Thursday, September 26, 2013


Weekend wedding in Berkeley.  Julia and I spent four days on the west coast.  It was the wedding of a cousin -- second or so.  This is someone who David has been in touch with since we were all young adults.  When I was at Sarah Lawrence, David went to Berkeley to explore the film scene.  Rita put him up for awhile and they began a friendship that lasted until his death.  The cousin, Rita, was born in Australia to immigrants from Germany via England for a generation or so.  Her family moved to the US when she was a young child but she held onto ties from her first home.  Added to that, the is another Australian cousin who has always been wild about the family tree since he was a young man.  He, Scott, has travelled extensively and makes a point of always going out of his way to visit any bit of family where ever he goes.  And he keep in touch.  

Many, many people have been in some kind of touch for years and Facebook has enabled this far flung group to blossom.  Something to note: common language has really helped this blossoming.  I don’t think I could do this with my family and certainly not with any of Julia’s birth family even it is was possible to find them.

Rita and Joel’s wedding presented a reason for many of us to gather.  Wedding guests flew in from all over the US, from England and from Australia.  I decided to make the trip, David’s stand in, curious to meet people only heard of and hopeful that being an in-law, now widow, would not exclude me completely.

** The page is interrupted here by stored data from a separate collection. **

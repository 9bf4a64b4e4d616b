use rand::distr::Alphanumeric;
use rand::Rng;
use serde::{Deserialize, Serialize};
use uuid::Uuid;

use super::domain::{AcademicYear, ReferenceNumber, Standard, TrackingToken};

const REFERENCE_SUFFIX_LEN: usize = 6;
const BRANCH_CODE_LEN: usize = 4;
const DEFAULT_PASSWORD_LEN: usize = 12;

/// Counter namespace handed to the store's atomic sequence allocator.
#[derive(Debug, Clone, PartialEq, Eq, Hash, Serialize, Deserialize)]
#[serde(tag = "kind", rename_all = "snake_case")]
pub enum SequenceScope {
    /// Keyed by the printed branch code, so branches sharing a code share a counter.
    Admission {
        branch_code: String,
        academic_year: AcademicYear,
    },
    Roll {
        branch: String,
        class: Standard,
        section: String,
        academic_year: AcademicYear,
    },
}

/// Formats for every identifier the workflow hands out.
#[derive(Debug, Clone)]
pub struct NumberingPolicy {
    reference_prefix: String,
    admission_prefix: String,
}

impl NumberingPolicy {
    /// Prefixes are stored uppercased; reference lookups uppercase their input too.
    pub fn new(reference_prefix: &str, admission_prefix: &str) -> Self {
        Self {
            reference_prefix: reference_prefix.trim().to_ascii_uppercase(),
            admission_prefix: admission_prefix.trim().to_ascii_uppercase(),
        }
    }

    /// `PREFIX-YEAR-XXXXXX` with a random uppercase hex suffix.
    pub fn reference_number(&self, year: i32) -> ReferenceNumber {
        let suffix: String = Uuid::new_v4()
            .simple()
            .to_string()
            .chars()
            .take(REFERENCE_SUFFIX_LEN)
            .collect();
        ReferenceNumber(format!(
            "{}-{year}-{}",
            self.reference_prefix,
            suffix.to_ascii_uppercase()
        ))
    }

    pub fn tracking_token(&self) -> TrackingToken {
        TrackingToken(Uuid::new_v4().simple().to_string())
    }

    pub fn admission_scope(&self, branch: &str, academic_year: AcademicYear) -> SequenceScope {
        SequenceScope::Admission {
            branch_code: branch_code(branch),
            academic_year,
        }
    }

    pub fn roll_scope(
        &self,
        branch: &str,
        class: Standard,
        section: &str,
        academic_year: AcademicYear,
    ) -> SequenceScope {
        SequenceScope::Roll {
            branch: branch.to_string(),
            class,
            section: section.to_string(),
            academic_year,
        }
    }

    /// `ADM-2025-MEDA-0007`
    pub fn admission_number(&self, branch: &str, academic_year: AcademicYear, seq: u32) -> String {
        format!(
            "{}-{}-{}-{seq:04}",
            self.admission_prefix,
            academic_year.start(),
            branch_code(branch)
        )
    }

    /// `2025-LKG-A-003`
    pub fn roll_number(
        &self,
        class: Standard,
        section: &str,
        academic_year: AcademicYear,
        seq: u32,
    ) -> String {
        format!(
            "{}-{}-{section}-{seq:03}",
            academic_year.start(),
            class.code()
        )
    }
}

/// Uppercased alphanumerics of the branch's first word, at most four characters.
pub fn branch_code(branch: &str) -> String {
    let code: String = branch
        .split(|c: char| !c.is_ascii_alphanumeric())
        .find(|word| !word.is_empty())
        .unwrap_or("MAIN")
        .chars()
        .take(BRANCH_CODE_LEN)
        .collect();
    code.to_ascii_uppercase()
}

/// Random initial password for a newly provisioned parent account.
pub fn default_password() -> String {
    rand::rng()
        .sample_iter(&Alphanumeric)
        .take(DEFAULT_PASSWORD_LEN)
        .map(char::from)
        .collect()
}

It was quite unlike anything that I ever experienced before.  There was a pre-wedding dinner on Friday evening for out-of-towners followed by the wedding on Saturday and brunch on Sunday morning.  I came knowing only Rita, the bride, and Ron and Linda, one of David’s first cousins and his wife.  It was exciting, wonderful and very nice to meet so many new relatives.  Now we are all Facebook friends!  

There were challenges for me.  This is an older crowd.  People with grown children who have the time and inclination to travel for a far away weekend party.  It was uncomfortable at times to have a child with me, to have a child with significant challenges with me.  Julia is no Cheshire who as the only child at many gatherings worked the room and charmed crusty old artists.  Many times Julia did not even respond when people went out of their way to talk to her -- of course, this is not uncommon for her.  The parties were in small, sometimes precious, spaces, lots of noise, no kid diversions apart from what she carried, and generally just lots of sitting and talking.  Considering all, she did well but the two of us did not completely melt into the crowd.  

And, although everyone was very kind, at times I could not help but feel that it was not really my family and that there was a very large hole beside me.  No one made me feel that, I felt the separation.  I was with all of those people, meeting family that David had only begun to be interested in in the last year of his life.  David was not part of so much of the life that I now lead in Madison, and in Berkeley, I was meeting people who only know of David as a distant cousin who died but still, each time I had to explain my membership in reference to him, he was present, then absent.  I was still the amputee. 

And then there was my anxiety.  I was in a place that I’ve only rarely visited and really had no idea of how to get around.  Because the wedding parties took up most of the time, I did not plan for extra time or visiting museums or doing outdoor things.  I did not have the heightened ambivalence that I suffered from during summer vacation but the result was similar -- just not planning much.  And so, I became very anxious about what I had not planned.  I had addresses and phone numbers, but I did not have a good lay of the land.  To my credit, I was flexible -- when I found that I really needed a car to get around I rented one on Saturday morning.  When we were finished with wedding partying on Sunday, Julia and I went hiking in a park and then to SF Chinatown on the BART.  But throughout the weekend, I felt like I could jump out of my skin.  I was scared, nervous about each part of the days (many what if’s).  There was a sleepless night.  That, after a day of a lot of physical activity, including walking up and down the SF hills (shades of La Paz).  As I lay awake, I tried breathing into the uneasy feelings of the weekend and realized how hard the changes that travel bring were to me have been making me feel.  (OY, this is not articulate)  Travel is something that I love to do and that I always lament not doing more of -- held back by Julia or circumstance or economics -- but I am really, very, very afraid of diving into the unknown, venturing into places that I do not know or understand.  I think the last time I travelled comfortably was the England trip after David died, but now when I think of that time, I see that I was under the spell of sudden tragedy -- shock!  I was not feeling much of anything.  I was just doing.  

Do I crave that much familiarity?  Perhaps so.  Doing what is at the edge of my comfort zone be that physically as in place or intellectually as in challenging learning or perhaps spiritually, as in the long sit, is harder.  This last weekend, I felt it physically.

Why?  There is less to lose now, less to worry about pleasing, less to strive to succeed, but lots of anxiety.  I don’t think I can unravel this now, but I don’t want to back down.  I want to push beyond and dare more, not less.  There is a slight pull to acknowledge the anxiety and consider diving beneath the covers and never coming out, but that is a very small part of me.  Writing solves nothing, but I am comforted by the acknowledging.